First of all, the injury happens when they're still serving. Once they're injured and are declared to be veterans because they've served at least one year, then they get a file from Veterans Affairs.
So coming back a bit for a second, the reason I talked about one ministry is that while a soldier is serving he also has a file at Veterans Affairs, which is providing resources there, and sometimes you have friction. You have two departments feeding the same problem, which is not necessarily coordinated.
The scale, because it's of great significance to your question.... The only country that reinforced me during the genocide was this country, with a couple of Hercs. Of the 11 officers who were with me in Rwanda, 7 out of the 12 of us have suffered significantly with PTSD. One committed suicide 15 years afterward, and he was under treatment. Families have busted up because of the pressures and the strains on family life from someone who is injured with this. The scale of the requirement is often underestimated, both by those who are injured and also by people around them.
Coming specifically to how we've been handling it, I think that pre-deployment awareness and training have achieved a very high level of capability. In-theatre requirements—although I was surprised the other day about not having services in French, though I'd be interested to know whether there are any psychiatrists who want to deploy in a war zone.... But putting that aside, contract it.

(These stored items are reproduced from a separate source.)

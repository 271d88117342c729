use rust_decimal::Decimal;
use serde::{Deserialize, Serialize};

use crate::domain::step::StepAction;
use crate::domain::workflow::ApprovalWorkflow;

/// Snapshot of the weighted-approval aggregate for one workflow.
///
/// Skipped steps are excluded from both sides of the quorum: they
/// contribute nothing to `approved_weight` and nothing to `total_weight`,
/// so skipping can never push a workflow over its threshold.
#[derive(Clone, Debug, PartialEq, Eq, Serialize, Deserialize)]
pub struct WeightedApproval {
    pub approved_weight: Decimal,
    pub total_weight: Decimal,
    pub required_weight: Decimal,
    pub is_approved: bool,
}

/// Compute the weighted-approval state from the step rows alone. Pure and
/// idempotent: calling it twice on the same workflow yields the same
/// snapshot, and it never writes anything back.
pub fn weighted_approval(workflow: &ApprovalWorkflow) -> WeightedApproval {
    let mut approved_weight = Decimal::ZERO;
    let mut total_weight = Decimal::ZERO;

    for step in &workflow.steps {
        if step.action == Some(StepAction::Skip) {
            continue;
        }
        total_weight += step.approval_weight;
        if step.is_completed && step.action == Some(StepAction::Approve) {
            approved_weight += step.approval_weight;
        }
    }

    // No explicit threshold means unanimity over the non-skipped steps.
    let required_weight = workflow.required_weight.unwrap_or(total_weight);
    let is_approved = total_weight > Decimal::ZERO && approved_weight >= required_weight;

    WeightedApproval { approved_weight, total_weight, required_weight, is_approved }
}
use thiserror::Error;

use crate::domain::workflow::WorkflowStatus;

/// Failures produced by the transition engine itself. Every variant is
/// terminal for the call that raised it and leaves the workflow untouched.
#[derive(Clone, Debug, Error, PartialEq, Eq)]
pub enum EngineError {
    #[error("user `{actor}` may not act on step {step_order}")]
    Unauthorized { actor: String, step_order: u32 },
    #[error("invalid transition `{operation}` from {status:?}: {detail}")]
    InvalidTransition { status: WorkflowStatus, operation: &'static str, detail: String },
    #[error("step {step_order} is already completed")]
    AlreadyCompleted { step_order: u32 },
    #[error("validation failed: {message}")]
    ValidationFailed { message: String },
    #[error("{entity} `{id}` not found")]
    NotFound { entity: &'static str, id: String },
}

/// Caller-facing error surface. Every variant carries the correlation id
/// of the request that failed; `user_message` is safe to show end users.
#[derive(Clone, Debug, Error, PartialEq, Eq)]
pub enum InterfaceError {
    #[error("unauthorized: {message}")]
    Unauthorized { message: String, correlation_id: String },
    #[error("conflict: {message}")]
    Conflict { message: String, correlation_id: String },
    #[error("bad request: {message}")]
    BadRequest { message: String, correlation_id: String },
    #[error("not found: {message}")]
    NotFound { message: String, correlation_id: String },
    #[error("service unavailable: {message}")]
    ServiceUnavailable { message: String, correlation_id: String },
    #[error("internal error: {message}")]
    Internal { message: String, correlation_id: String },
}

impl InterfaceError {
    pub fn user_message(&self) -> &'static str {
        match self {
            Self::Unauthorized { .. } => "You are not authorized to act on this review step.",
            Self::Conflict { .. } => {
                "This step was already completed by a concurrent request. Reload and retry."
            }
            Self::BadRequest { .. } => {
                "The request could not be processed. Check inputs and try again."
            }
            Self::NotFound { .. } => "The requested workflow, step, or report does not exist.",
            Self::ServiceUnavailable { .. } => {
                "The service is temporarily unavailable. Please retry shortly."
            }
            Self::Internal { .. } => "An unexpected internal error occurred.",
        }
    }

    pub fn correlation_id(&self) -> &str {
        match self {
            Self::Unauthorized { correlation_id, .. }
            | Self::Conflict { correlation_id, .. }
            | Self::BadRequest { correlation_id, .. }
            | Self::NotFound { correlation_id, .. }
            | Self::ServiceUnavailable { correlation_id, .. }
            | Self::Internal { correlation_id, .. } => correlation_id,
        }
    }
}

impl EngineError {
    pub fn into_interface(self, correlation_id: impl Into<String>) -> InterfaceError {
        let correlation_id = correlation_id.into();
        let message = self.to_string();
        match self {
            Self::Unauthorized { .. } => InterfaceError::Unauthorized { message, correlation_id },
            Self::AlreadyCompleted { .. } => InterfaceError::Conflict { message, correlation_id },
            Self::InvalidTransition { .. } | Self::ValidationFailed { .. } => {
                InterfaceError::BadRequest { message, correlation_id }
            }
            Self::NotFound { .. } => InterfaceError::NotFound { message, correlation_id },
        }
    }
}
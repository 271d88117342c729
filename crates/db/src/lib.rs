pub mod connection;
pub mod migrations;
pub mod store;

pub use connection::{connect, connect_with_settings, DbPool};
pub use store::{
    CommentDraft, InformationRequestDraft, PendingReview, ReviewerWorkload, SqlWorkflowStore,
    StepDraft, StoreError, WorkflowAggregation, WorkflowDraft, WorkflowStore,
};
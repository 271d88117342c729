use chrono::{DateTime, Utc};
use serde::{Deserialize, Serialize};

use crate::domain::workflow::{UserId, WorkflowId};

#[derive(Clone, Debug, PartialEq, Eq, Hash, Serialize, Deserialize)]
pub struct InformationRequestId(pub String);

/// Communication side-channel record. Appending one never changes
/// workflow status.
#[derive(Clone, Debug, PartialEq, Eq, Serialize, Deserialize)]
pub struct InformationRequest {
    pub id: InformationRequestId,
    pub workflow_id: WorkflowId,
    pub from_user_id: UserId,
    pub info: String,
    pub deadline: Option<DateTime<Utc>>,
    pub created_at: DateTime<Utc>,
}
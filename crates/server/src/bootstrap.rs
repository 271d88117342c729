use thiserror::Error;
use tracing::info;

use signoff_core::config::AppConfig;
use signoff_db::{connect, migrations, DbPool};

pub struct Application {
    pub config: AppConfig,
    pub db_pool: DbPool,
}

#[derive(Debug, Error)]
pub enum BootstrapError {
    #[error("database connection failed: {0}")]
    DatabaseConnect(#[source] sqlx::Error),
    #[error("database migration failed: {0}")]
    Migration(#[source] sqlx::migrate::MigrateError),
}

pub async fn bootstrap(config: AppConfig) -> Result<Application, BootstrapError> {
    info!(
        event_name = "system.bootstrap.start",
        correlation_id = "bootstrap",
        workflow_id = "unknown",
        "starting application bootstrap"
    );

    let db_pool = connect(&config.database).await.map_err(BootstrapError::DatabaseConnect)?;
    info!(
        event_name = "system.bootstrap.database_connected",
        correlation_id = "bootstrap",
        workflow_id = "unknown",
        "database connection established"
    );

    migrations::run_pending(&db_pool).await.map_err(BootstrapError::Migration)?;
    info!(
        event_name = "system.bootstrap.migrations_applied",
        correlation_id = "bootstrap",
        workflow_id = "unknown",
        "database migrations applied"
    );

    Ok(Application { config, db_pool })
}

In the field we have found that the requirements—both the troops who are there and the way that amongst themselves they have been trained to take care of their own, plus the professional therapy there—have been quite effective. The transition back, with the four or five days in Cyprus or wherever to decompress, has been crucial. Even though it's a strain on the family, it's crucial.
You can't walk out of a firefight and within 24 hours walk the street downtown. We saw what happened with Vietnam. When I went to the Americans to get help in 1997 because we had no capability at all, they said they didn't want us to do what they had to live through. They said they had lost 58,000 or so, many identified on that monument in Washington, but by 1997, 22 years after the end of the Vietnam War, they had had more than 102,000 suicides directly related to Vietnam that they knew of.

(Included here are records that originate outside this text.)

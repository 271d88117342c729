use std::sync::Arc;

use tracing::{info, warn};
use uuid::Uuid;

use signoff_core::engine::weighted::{weighted_approval, WeightedApproval};
use signoff_core::identity::IdentityGateway;
use signoff_core::notify::NotificationHook;
use signoff_core::{
    ApprovalWorkflow, Comment, InformationRequest, InterfaceError, ProjectId, ReportId,
    StatusHistory, TransitionRequest, UserId, WorkflowId, WorkflowStatus,
};
use signoff_db::store::{
    CommentDraft, InformationRequestDraft, PendingReview, ReviewerWorkload, SqlWorkflowStore,
    StoreError, WorkflowAggregation, WorkflowDraft, WorkflowStore,
};

/// Application layer over the store: project-membership authorization,
/// correlation ids, structured logging, and fire-and-forget notification
/// dispatch after a committed transition.
pub struct WorkflowService {
    store: Arc<SqlWorkflowStore>,
    identity: Arc<dyn IdentityGateway>,
    notifier: Option<Arc<dyn NotificationHook>>,
}

fn new_correlation_id() -> String {
    Uuid::new_v4().to_string()
}

fn store_error(error: StoreError, correlation_id: &str) -> InterfaceError {
    let correlation_id = correlation_id.to_string();
    match error {
        StoreError::Engine(engine) => engine.into_interface(correlation_id),
        StoreError::Conflict { .. } | StoreError::DuplicateActiveWorkflow { .. } => {
            InterfaceError::Conflict { message: error.to_string(), correlation_id }
        }
        StoreError::NotFound { .. } => {
            InterfaceError::NotFound { message: error.to_string(), correlation_id }
        }
        StoreError::InvalidDraft(_) => {
            InterfaceError::BadRequest { message: error.to_string(), correlation_id }
        }
        // A database failure is transient; the caller may retry. A decode
        // failure means a corrupt row and retrying will not help.
        StoreError::Database(_) => {
            InterfaceError::ServiceUnavailable { message: error.to_string(), correlation_id }
        }
        StoreError::Decode(_) => {
            InterfaceError::Internal { message: error.to_string(), correlation_id }
        }
    }
}

impl WorkflowService {
    pub fn new(
        store: Arc<SqlWorkflowStore>,
        identity: Arc<dyn IdentityGateway>,
        notifier: Option<Arc<dyn NotificationHook>>,
    ) -> Self {
        Self { store, identity, notifier }
    }

    async fn authorize_member(
        &self,
        project_id: &ProjectId,
        user: &UserId,
        correlation_id: &str,
    ) -> Result<(), InterfaceError> {
        let is_member =
            self.identity.is_project_member(project_id, user).await.map_err(|error| {
                InterfaceError::ServiceUnavailable {
                    message: error.to_string(),
                    correlation_id: correlation_id.to_string(),
                }
            })?;

        if !is_member {
            return Err(InterfaceError::Unauthorized {
                message: format!(
                    "user `{}` is not a member of project `{}`",
                    user.0, project_id.0
                ),
                correlation_id: correlation_id.to_string(),
            });
        }
        Ok(())
    }

    async fn load_authorized(
        &self,
        id: &WorkflowId,
        actor: &UserId,
        correlation_id: &str,
    ) -> Result<ApprovalWorkflow, InterfaceError> {
        let workflow = self
            .store
            .get_by_id(id)
            .await
            .map_err(|error| store_error(error, correlation_id))?
            .ok_or_else(|| InterfaceError::NotFound {
                message: format!("workflow `{}` not found", id.0),
                correlation_id: correlation_id.to_string(),
            })?;
        self.authorize_member(&workflow.project_id, actor, correlation_id).await?;
        Ok(workflow)
    }

    pub async fn create_workflow(
        &self,
        draft: WorkflowDraft,
    ) -> Result<ApprovalWorkflow, InterfaceError> {
        let correlation_id = new_correlation_id();
        self.authorize_member(&draft.project_id, &draft.created_by, &correlation_id).await?;

        let workflow = self
            .store
            .create_workflow(draft)
            .await
            .map_err(|error| store_error(error, &correlation_id))?;

        info!(
            event_name = "workflow.created",
            correlation_id = %correlation_id,
            workflow_id = %workflow.id.0,
            report_id = %workflow.report_id.0,
            steps = workflow.steps.len(),
            "approval workflow created"
        );
        Ok(workflow)
    }

    pub async fn get_workflow(
        &self,
        id: &WorkflowId,
        actor: &UserId,
    ) -> Result<ApprovalWorkflow, InterfaceError> {
        let correlation_id = new_correlation_id();
        self.load_authorized(id, actor, &correlation_id).await
    }

    pub async fn get_by_report(
        &self,
        report_id: &ReportId,
        actor: &UserId,
    ) -> Result<ApprovalWorkflow, InterfaceError> {
        let correlation_id = new_correlation_id();
        let workflow = self
            .store
            .get_by_report(report_id)
            .await
            .map_err(|error| store_error(error, &correlation_id))?
            .ok_or_else(|| InterfaceError::NotFound {
                message: format!("no workflow for report `{}`", report_id.0),
                correlation_id: correlation_id.clone(),
            })?;
        self.authorize_member(&workflow.project_id, actor, &correlation_id).await?;
        Ok(workflow)
    }

    pub async fn transition(
        &self,
        id: &WorkflowId,
        request: &TransitionRequest,
        actor: &UserId,
    ) -> Result<ApprovalWorkflow, InterfaceError> {
        let correlation_id = new_correlation_id();
        let workflow = self.load_authorized(id, actor, &correlation_id).await?;

        let outcome = match self.store.apply_transition(id, request, actor).await {
            Ok(outcome) => outcome,
            Err(error) => {
                let interface = store_error(error, &correlation_id);
                warn!(
                    event_name = "workflow.transition.rejected",
                    correlation_id = %correlation_id,
                    workflow_id = %id.0,
                    operation = request.operation(),
                    error = %interface,
                    "transition rejected"
                );
                return Err(interface);
            }
        };

        info!(
            event_name = "workflow.transition.applied",
            correlation_id = %correlation_id,
            workflow_id = %id.0,
            operation = request.operation(),
            from_status = workflow.status.as_str(),
            to_status = outcome.workflow.status.as_str(),
            "transition applied"
        );

        if let Some(notifier) = &self.notifier {
            let notifier = notifier.clone();
            let event = outcome.event.clone();
            let correlation_id = correlation_id.clone();
            tokio::spawn(async move {
                if let Err(error) = notifier.notify(&event).await {
                    warn!(
                        event_name = "workflow.notify.failed",
                        correlation_id = %correlation_id,
                        workflow_id = %event.workflow_id.0,
                        error = %error,
                        "notification delivery failed"
                    );
                }
            });
        }

        Ok(outcome.workflow)
    }

    pub async fn weighted_approval(
        &self,
        id: &WorkflowId,
        actor: &UserId,
    ) -> Result<WeightedApproval, InterfaceError> {
        let correlation_id = new_correlation_id();
        let workflow = self.load_authorized(id, actor, &correlation_id).await?;
        Ok(weighted_approval(&workflow))
    }

    pub async fn list_history(
        &self,
        id: &WorkflowId,
        actor: &UserId,
    ) -> Result<Vec<StatusHistory>, InterfaceError> {
        let correlation_id = new_correlation_id();
        self.load_authorized(id, actor, &correlation_id).await?;
        self.store.list_history(id).await.map_err(|error| store_error(error, &correlation_id))
    }

    pub async fn add_comment(&self, draft: CommentDraft) -> Result<Comment, InterfaceError> {
        let correlation_id = new_correlation_id();
        let workflow_id = draft.workflow_id.clone();
        let author_id = draft.author_id.clone();
        self.load_authorized(&workflow_id, &author_id, &correlation_id).await?;
        self.store.add_comment(draft).await.map_err(|error| store_error(error, &correlation_id))
    }

    pub async fn list_comments(
        &self,
        id: &WorkflowId,
        actor: &UserId,
    ) -> Result<Vec<Comment>, InterfaceError> {
        let correlation_id = new_correlation_id();
        self.load_authorized(id, actor, &correlation_id).await?;
        self.store.list_comments(id).await.map_err(|error| store_error(error, &correlation_id))
    }

    pub async fn add_information_request(
        &self,
        draft: InformationRequestDraft,
    ) -> Result<InformationRequest, InterfaceError> {
        let correlation_id = new_correlation_id();
        let workflow_id = draft.workflow_id.clone();
        let from_user_id = draft.from_user_id.clone();
        self.load_authorized(&workflow_id, &from_user_id, &correlation_id).await?;
        self.store
            .add_information_request(draft)
            .await
            .map_err(|error| store_error(error, &correlation_id))
    }

    pub async fn list_information_requests(
        &self,
        id: &WorkflowId,
        actor: &UserId,
    ) -> Result<Vec<InformationRequest>, InterfaceError> {
        let correlation_id = new_correlation_id();
        self.load_authorized(id, actor, &correlation_id).await?;
        self.store
            .list_information_requests(id)
            .await
            .map_err(|error| store_error(error, &correlation_id))
    }

    /// Reviewers may only read their own queue.
    pub async fn pending_reviews(
        &self,
        reviewer: &UserId,
        project: Option<&ProjectId>,
        actor: &UserId,
    ) -> Result<Vec<PendingReview>, InterfaceError> {
        let correlation_id = new_correlation_id();
        if reviewer != actor {
            return Err(InterfaceError::Unauthorized {
                message: "a review queue is only visible to its owner".to_string(),
                correlation_id,
            });
        }
        self.store
            .list_pending_for_reviewer(reviewer, project)
            .await
            .map_err(|error| store_error(error, &correlation_id))
    }

    pub async fn submitted_workflows(
        &self,
        user: &UserId,
        project: Option<&ProjectId>,
        status: Option<WorkflowStatus>,
        actor: &UserId,
    ) -> Result<Vec<ApprovalWorkflow>, InterfaceError> {
        let correlation_id = new_correlation_id();
        if user != actor {
            return Err(InterfaceError::Unauthorized {
                message: "submitted workflows are only visible to their author".to_string(),
                correlation_id,
            });
        }
        self.store
            .list_submitted_by_user(user, project, status)
            .await
            .map_err(|error| store_error(error, &correlation_id))
    }

    pub async fn reviewer_workload(
        &self,
        project: Option<&ProjectId>,
        reviewer: Option<&UserId>,
    ) -> Result<Vec<ReviewerWorkload>, InterfaceError> {
        let correlation_id = new_correlation_id();
        self.store
            .reviewer_workload(project, reviewer)
            .await
            .map_err(|error| store_error(error, &correlation_id))
    }
}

So the follow-on is the crux. Is the follow-on as rigorous, as developed, as it should be? I mean not only for the regular force guys, whom you can take by the scruff to make sure they parade to get help—even though they're not volunteering, but are at least seeing a therapist who can do some assessment, hopefully—but also for the reservist who is in Matane, who has nothing around him, and a reserve unit that has no assets to help him, no special training days or money or capabilities locally to influence the situation.
I would argue that the follow-through is still weak, and the follow-through is very much dominated by the psychiatrist—which is no problem: they give you the pills. I take nine pills a day, and that keeps me sort of like this—reasonable. I need that.
But what I do need, however, is the psychologist who is making me live with this and is trying to bring me to a level at which I can be functional. I think this is the area in which the program is still very weak; it's why we still are seeing the casualty rates, not only in the military but in their families, continue to rise. The follow-through, the demand that they go through a rigorous review, every one of them.... They put them through a rigorous review to deploy them. So they come back, and all of a sudden we don't have to have that same rigour?
When I commanded my brigade, the dentist had more power than commanding officers, because he would come in and he'd have a list of those who were red-tagged. Anybody who was red-tagged—meaning that he was not deployable—we could put on charge for not having followed the rules by going to get good dental care. I don't see that for this injury. I would argue that maybe it has to go to that extent.
The therapists have told me, oh yes, but they have to volunteer to come in. Somebody even stupidly told me, oh yes, but they're stigmatizing themselves. I haven't heard bullshit like that in years. You don't self-stigmatize yourself; you're injured. That creates the isolation, and so it's a non-existent entity.
And the fact that the individual is not seeking help voluntarily is maybe due to the therapists' not being forthcoming enough. People don't like to go to a therapist. They're not all Woody Allen, who thought that having a psychiatrist or a psychologist was “in”. He thought that in his movies, although you don't want to imitate him in other stuff. The therapists have to sell their product and go much closer to the units and become more intimately engaged.
How do you hand all that over to Veterans Affairs? It just doesn't happen that often. You nearly have to start from scratch. I have had the same therapist for 13 years. If somebody walked in one day and told me I needed another therapist, we'd be in serious trouble.